* [Items from a dataset]:
BEGIN

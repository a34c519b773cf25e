//! Path normalization utilities.
//!
//! Provides consistent path handling across the codebase:
//! - `normalize_path` - file system paths (canonicalize + fallback)
//! - `clean_path` / `resolve_against` - lexical resolution of `.` and `..`
//! - `relative_to` - lexical relative path between two absolute paths
//! - `rootless` - strip drive letter and root so a path can be re-homed

use std::path::{Component, Path, PathBuf};

/// Normalize a file system path to absolute form.
///
/// Tries `canonicalize()` first (resolves symlinks, `.`, `..`).
/// Falls back to:
/// - Lexically cleaned path if already absolute
/// - Join with current directory if relative
#[inline]
pub fn normalize_path(path: &Path) -> PathBuf {
    path.canonicalize().unwrap_or_else(|_| {
        if path.is_absolute() {
            clean_path(path)
        } else {
            std::env::current_dir()
                .map_or_else(|_| path.to_path_buf(), |cwd| clean_path(&cwd.join(path)))
        }
    })
}

/// Lexically remove `.` and resolve `..` components.
///
/// `..` never climbs above the root of an absolute path.
pub fn clean_path(path: &Path) -> PathBuf {
    let mut out: Vec<Component<'_>> = Vec::new();
    for component in path.components() {
        match component {
            Component::CurDir => {}
            Component::ParentDir => match out.last() {
                Some(Component::Normal(_)) => {
                    out.pop();
                }
                Some(Component::RootDir | Component::Prefix(_)) => {}
                _ => out.push(component),
            },
            other => out.push(other),
        }
    }
    if out.is_empty() {
        return PathBuf::from(".");
    }
    out.iter().collect()
}

/// Resolve `path` against `base` the way `path.resolve(base, path)` would,
/// without touching the filesystem.
#[inline]
pub fn resolve_against(base: &Path, path: &Path) -> PathBuf {
    if path.is_absolute() {
        clean_path(path)
    } else {
        clean_path(&base.join(path))
    }
}

/// Compute the path of `path` relative to the directory `base`.
///
/// Both inputs are cleaned first. When the paths live on different
/// prefixes (Windows drives) the cleaned `path` is returned unchanged.
pub fn relative_to(path: &Path, base: &Path) -> PathBuf {
    let path = clean_path(path);
    let base = clean_path(base);

    let path_parts: Vec<_> = path.components().collect();
    let base_parts: Vec<_> = base.components().collect();

    if let (Some(Component::Prefix(a)), Some(Component::Prefix(b))) =
        (path_parts.first(), base_parts.first())
        && a != b
    {
        return path;
    }

    let common = path_parts
        .iter()
        .zip(&base_parts)
        .take_while(|(a, b)| a == b)
        .count();

    let mut out = PathBuf::new();
    for _ in common..base_parts.len() {
        out.push("..");
    }
    for part in &path_parts[common..] {
        out.push(part.as_os_str());
    }
    out
}

/// Strip the drive prefix and root, leaving a relative path.
///
/// `C:\Users\me\a.scss` → `Users\me\a.scss`, `/home/me/a.scss` → `home/me/a.scss`.
/// Used to mirror an absolute path under a temp root.
pub fn rootless(path: &Path) -> PathBuf {
    clean_path(path)
        .components()
        .filter(|c| !matches!(c, Component::Prefix(_) | Component::RootDir))
        .collect()
}
//! Temp-tree staging for previews.
//!
//! A preview compiles a mirror of the project under a per-input slot, so
//! unsaved buffers can shadow disk content without touching the project:
//!
//! ```text
//! <temp>/sassmap/<blake3(input)>/
//! ├── home/me/proj/scss/main.scss      copy of the input
//! ├── home/me/proj/vendor/...          copies of existing include/image paths
//! └── home/me/proj/scss/_vars.scss     in-memory overrides (always win)
//! ```
//!
//! Paths are mirrored with their drive letter and root removed.

use std::fs;
use std::path::{Component, Path, PathBuf};

use anyhow::{Context, Result};
use jwalk::WalkDir;
use rustc_hash::FxHashMap;

use crate::utils::path::{clean_path, resolve_against, rootless};

/// Namespace folder under the temp parent.
pub const TEMP_NAMESPACE: &str = "sassmap";

/// Slot folder for `input` under `temp_root`.
pub fn slot_for(temp_root: &Path, input: &Path) -> PathBuf {
    let hash = blake3::hash(input.as_os_str().as_encoded_bytes());
    temp_root.join(hex::encode(&hash.as_bytes()[..16]))
}

/// A staged preview: where things live in the slot, and how to map them
/// back to the project.
#[derive(Debug, Clone)]
pub struct Stage {
    pub slot: PathBuf,
    /// Copy of the input inside the slot.
    pub file: PathBuf,
    pub out_file: PathBuf,
    pub map_file: PathBuf,
    /// Original parent first, then temp and real include paths.
    pub include_paths: Vec<PathBuf>,
    pub image_paths: Vec<PathBuf>,
    /// Drive prefix and root of the real input, used to re-root paths.
    anchor: PathBuf,
}

pub struct StageRequest<'a> {
    pub input: &'a Path,
    pub out_file: &'a Path,
    pub map_file: &'a Path,
    pub include_paths: &'a [PathBuf],
    pub image_paths: &'a [PathBuf],
    pub overrides: &'a FxHashMap<PathBuf, String>,
}

impl Stage {
    /// Clear the slot for `request.input` and populate it.
    pub fn prepare(temp_root: &Path, request: &StageRequest<'_>) -> Result<Self> {
        let input = clean_path(request.input);
        let slot = slot_for(temp_root, &input);
        let original_parent = input.parent().unwrap_or(Path::new("/")).to_path_buf();
        let temp_folder = slot.join(rootless(&original_parent));

        match fs::remove_dir_all(&slot) {
            Ok(()) => {}
            Err(e) if e.kind() == std::io::ErrorKind::NotFound => {}
            Err(e) => {
                return Err(e).with_context(|| format!("Failed to clear {}", slot.display()));
            }
        }

        let file = slot.join(rootless(&input));
        copy_file(&input, &file)?;

        let mut include_paths = absolute_paths(&original_parent, request.include_paths, &temp_folder);
        let image_paths = absolute_paths(&original_parent, request.image_paths, &temp_folder);

        for dir in include_paths.iter().chain(&image_paths) {
            if dir.starts_with(&slot) || !dir.exists() {
                continue;
            }
            copy_tree(dir, &slot.join(rootless(dir)))?;
        }

        // Relative `../` imports may escape the copied subtree.
        include_paths.insert(0, original_parent);

        for (path, text) in request.overrides {
            let target = slot.join(rootless(path));
            if let Some(parent) = target.parent() {
                fs::create_dir_all(parent)
                    .with_context(|| format!("Failed to create {}", parent.display()))?;
            }
            fs::write(&target, text)
                .with_context(|| format!("Failed to write {}", target.display()))?;
        }

        crate::debug!("preview"; "staged {} in {}", input.display(), slot.display());
        Ok(Self {
            anchor: anchor_of(&input),
            file,
            out_file: slot.join(rootless(request.out_file)),
            map_file: slot.join(rootless(request.map_file)),
            include_paths,
            image_paths,
            slot,
        })
    }

    /// Map a path inside the slot back to the project; others pass through.
    pub fn real_path(&self, path: &Path) -> PathBuf {
        match path.strip_prefix(&self.slot) {
            Ok(rest) => self.anchor.join(rest),
            Err(_) => path.to_path_buf(),
        }
    }

    pub fn slot_str(&self) -> String {
        self.slot.to_string_lossy().into_owned()
    }
}

/// Drive prefix plus root (`C:\`, `/`).
fn anchor_of(path: &Path) -> PathBuf {
    path.components()
        .take_while(|c| matches!(c, Component::Prefix(_) | Component::RootDir))
        .collect()
}

/// Resolve configured paths against the input's parent. Relative entries
/// are also looked up in the temp mirror, which comes first.
fn absolute_paths(original_parent: &Path, paths: &[PathBuf], temp_folder: &Path) -> Vec<PathBuf> {
    let mut out = Vec::with_capacity(paths.len() * 2);
    for path in paths {
        if path.is_relative() {
            out.push(resolve_against(temp_folder, path));
        }
        out.push(resolve_against(original_parent, path));
    }
    out
}

fn copy_file(from: &Path, to: &Path) -> Result<()> {
    if let Some(parent) = to.parent() {
        fs::create_dir_all(parent).with_context(|| format!("Failed to create {}", parent.display()))?;
    }
    fs::copy(from, to)
        .with_context(|| format!("Failed to copy {} to {}", from.display(), to.display()))?;
    Ok(())
}

/// Copy a file or directory tree.
fn copy_tree(from: &Path, to: &Path) -> Result<()> {
    if from.is_file() {
        return copy_file(from, to);
    }
    for entry in WalkDir::new(from).into_iter().filter_map(Result::ok) {
        if !entry.file_type().is_file() {
            continue;
        }
        let path = entry.path();
        let Ok(relative) = path.strip_prefix(from) else {
            continue;
        };
        copy_file(&path, &to.join(relative))?;
    }
    Ok(())
}

/// Remove staged slots.
pub fn remove_slots<'a>(slots: impl IntoIterator<Item = &'a PathBuf>) {
    for slot in slots {
        if let Err(e) = fs::remove_dir_all(slot)
            && e.kind() != std::io::ErrorKind::NotFound
        {
            crate::log!("preview"; "failed to remove {}: {}", slot.display(), e);
        }
    }
}
use std::path::PathBuf;
use std::sync::Arc;
use std::sync::atomic::{AtomicUsize, Ordering};
use std::time::Duration;

use super::fake::{FakeFactory, Script, css_reply};
use super::protocol::{RawError, RawPos, RenderMessage, WorkerReply};
use super::queue::CompileQueue;
use crate::config::{Compiler, OutputStyle, SourceComments, SourceMapTarget, TimeoutMs};

fn message(file: &str) -> RenderMessage {
    RenderMessage {
        file: PathBuf::from(file),
        out_file: PathBuf::from(file).with_extension("css"),
        include_paths: Vec::new(),
        image_paths: Vec::new(),
        output_style: OutputStyle::Nested,
        source_comments: SourceComments::Map,
        source_map: SourceMapTarget::Enabled(true),
        compiler: Compiler::Libsass,
        compass: None,
    }
}

#[tokio::test]
async fn test_success_parses_map() {
    let factory = FakeFactory::new(|_| Script::Reply(css_reply("a{}", &["main.scss"])));
    let queue = CompileQueue::spawn(factory.clone(), TimeoutMs::DEFAULT);

    let output = queue.submit(message("/p/main.scss")).await.unwrap();
    assert_eq!(output.css, "a{}");
    assert_eq!(output.map.sources, vec!["main.scss"]);
    assert!(output.warning.is_none());
    assert_eq!(factory.spawn_count(), 1);
}

#[tokio::test]
async fn test_compiler_error_keeps_worker() {
    let factory = FakeFactory::new(|msg| {
        if msg.file.ends_with("bad.scss") {
            Script::Reply(WorkerReply::Failure(RawError {
                path: msg.file.clone(),
                pos: Some(RawPos {
                    line: Some(2),
                    ch: 4,
                }),
                message: "invalid property".into(),
                ..Default::default()
            }))
        } else {
            Script::Reply(css_reply("", &[]))
        }
    });
    let queue = CompileQueue::spawn(factory.clone(), TimeoutMs::DEFAULT);

    let errors = queue.submit(message("/p/bad.scss")).await.unwrap_err();
    assert_eq!(errors.len(), 1);
    assert_eq!(errors[0].pos.line, Some(2));
    assert!(!errors[0].is_fatal());

    queue.submit(message("/p/good.scss")).await.unwrap();
    assert_eq!(factory.spawn_count(), 1);
}

#[tokio::test]
async fn test_timeout_then_recovery() {
    let calls = Arc::new(AtomicUsize::new(0));
    let counter = Arc::clone(&calls);
    let factory = FakeFactory::new(move |_| {
        if counter.fetch_add(1, Ordering::SeqCst) == 0 {
            Script::Hang
        } else {
            Script::Reply(css_reply("ok{}", &[]))
        }
    });
    let queue = CompileQueue::spawn(factory.clone(), TimeoutMs(50));

    let errors = queue.submit(message("/p/slow.scss")).await.unwrap_err();
    assert_eq!(errors.len(), 1);
    assert!(errors[0].is_fatal());
    assert!(errors[0].message.contains("signal="));
    assert_eq!(errors[0].path, PathBuf::from("/p/slow.scss"));
    assert_eq!(errors[0].pos.line, None);

    let output = queue.submit(message("/p/slow.scss")).await.unwrap();
    assert_eq!(output.css, "ok{}");
    assert_eq!(factory.spawn_count(), 2);
}

#[tokio::test]
async fn test_crash_respawns_for_next_request() {
    let factory = FakeFactory::new(|msg| {
        if msg.file.ends_with("crash.scss") {
            Script::Crash
        } else {
            Script::Reply(css_reply("", &[]))
        }
    });
    let queue = CompileQueue::spawn(factory.clone(), TimeoutMs::DEFAULT);

    let errors = queue.submit(message("/p/crash.scss")).await.unwrap_err();
    assert_eq!(errors[0].message, "Fatal compiler error, signal=SIGSEGV");

    queue.submit(message("/p/next.scss")).await.unwrap();
    assert_eq!(factory.spawn_count(), 2);
}

#[tokio::test]
async fn test_fifo_order_one_in_flight() {
    let in_flight = Arc::new(AtomicUsize::new(0));
    let max_seen = Arc::new(AtomicUsize::new(0));
    let (flight, max) = (Arc::clone(&in_flight), Arc::clone(&max_seen));
    let factory = FakeFactory::new(move |_| {
        let now = flight.fetch_add(1, Ordering::SeqCst) + 1;
        max.fetch_max(now, Ordering::SeqCst);
        flight.fetch_sub(1, Ordering::SeqCst);
        Script::Reply(css_reply("", &[]))
    });
    let queue = CompileQueue::spawn(factory.clone(), TimeoutMs::DEFAULT);

    let files = ["/p/a.scss", "/p/b.scss", "/p/c.scss", "/p/d.scss"];
    let handles: Vec<_> = files
        .iter()
        .map(|f| {
            let queue = queue.clone();
            let msg = message(f);
            tokio::spawn(async move { queue.submit(msg).await })
        })
        .collect();
    for handle in handles {
        handle.await.unwrap().unwrap();
    }

    assert_eq!(max_seen.load(Ordering::SeqCst), 1);
    assert_eq!(factory.seen_files().len(), files.len());
}

#[tokio::test]
async fn test_queued_requests_survive_timeout() {
    let factory = FakeFactory::new(|msg| {
        if msg.file.ends_with("hang.scss") {
            Script::Hang
        } else {
            Script::Reply(css_reply("done{}", &[]))
        }
    });
    let queue = CompileQueue::spawn(factory.clone(), TimeoutMs(50));

    let first = tokio::spawn({
        let queue = queue.clone();
        async move { queue.submit(message("/p/hang.scss")).await }
    });
    tokio::time::sleep(Duration::from_millis(10)).await;
    let second = queue.submit(message("/p/after.scss")).await;

    assert!(first.await.unwrap().is_err());
    assert_eq!(second.unwrap().css, "done{}");
    assert_eq!(
        factory.seen_files(),
        vec![PathBuf::from("/p/hang.scss"), PathBuf::from("/p/after.scss")]
    );
}

#[tokio::test]
async fn test_kill_process_fails_in_flight() {
    let factory = FakeFactory::new(|msg| {
        if msg.file.ends_with("hang.scss") {
            Script::Hang
        } else {
            Script::Reply(css_reply("", &[]))
        }
    });
    let queue = CompileQueue::spawn(factory.clone(), TimeoutMs(-1));

    let pending = tokio::spawn({
        let queue = queue.clone();
        async move { queue.submit(message("/p/hang.scss")).await }
    });
    tokio::time::sleep(Duration::from_millis(10)).await;
    queue.kill_process().await;

    let errors = pending.await.unwrap().unwrap_err();
    assert!(errors[0].is_fatal());

    queue.submit(message("/p/ok.scss")).await.unwrap();
    assert_eq!(factory.spawn_count(), 2);
}

#[tokio::test]
async fn test_set_timeout_applies_to_next_request() {
    let factory = FakeFactory::new(|_| Script::Hang);
    let queue = CompileQueue::spawn(factory, TimeoutMs(-1));
    queue.set_timeout(TimeoutMs(30)).await;

    let result = tokio::time::timeout(
        Duration::from_secs(5),
        queue.submit(message("/p/hang.scss")),
    )
    .await
    .expect("queue should time out the request itself");
    assert!(result.unwrap_err()[0].is_fatal());
}

#[tokio::test]
async fn test_malformed_map_is_fatal() {
    let factory = FakeFactory::new(|_| {
        Script::Reply(WorkerReply::Success {
            css: "a{}".into(),
            map: serde_json::Value::String("{not json".into()),
            warning: None,
        })
    });
    let queue = CompileQueue::spawn(factory, TimeoutMs::DEFAULT);
    let errors = queue.submit(message("/p/main.scss")).await.unwrap_err();
    assert!(errors[0].message.contains("malformed source map"));
}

END

* [WHAT THE TASK ASKS]: The answer is the run of lines above from the line containing "if let Some(parent) = target.parent()" through the line containing "let mut out = Vec::with_capacity(paths.len()", copied exactly and alone.

* [ANSWER TO THE EXERCISE]:
            if let Some(parent) = target.parent() {
                fs::create_dir_all(parent)
                    .with_context(|| format!("Failed to create {}", parent.display()))?;
            }
            fs::write(&target, text)
                .with_context(|| format!("Failed to write {}", target.display()))?;
        }

        crate::debug!("preview"; "staged {} in {}", input.display(), slot.display());
        Ok(Self {
            anchor: anchor_of(&input),
            file,
            out_file: slot.join(rootless(request.out_file)),
            map_file: slot.join(rootless(request.map_file)),
            include_paths,
            image_paths,
            slot,
        })
    }

    /// Map a path inside the slot back to the project; others pass through.
    pub fn real_path(&self, path: &Path) -> PathBuf {
        match path.strip_prefix(&self.slot) {
            Ok(rest) => self.anchor.join(rest),
            Err(_) => path.to_path_buf(),
        }
    }

    pub fn slot_str(&self) -> String {
        self.slot.to_string_lossy().into_owned()
    }
}

/// Drive prefix plus root (`C:\`, `/`).
fn anchor_of(path: &Path) -> PathBuf {
    path.components()
        .take_while(|c| matches!(c, Component::Prefix(_) | Component::RootDir))
        .collect()
}

/// Resolve configured paths against the input's parent. Relative entries
/// are also looked up in the temp mirror, which comes first.
fn absolute_paths(original_parent: &Path, paths: &[PathBuf], temp_folder: &Path) -> Vec<PathBuf> {
    let mut out = Vec::with_capacity(paths.len() * 2);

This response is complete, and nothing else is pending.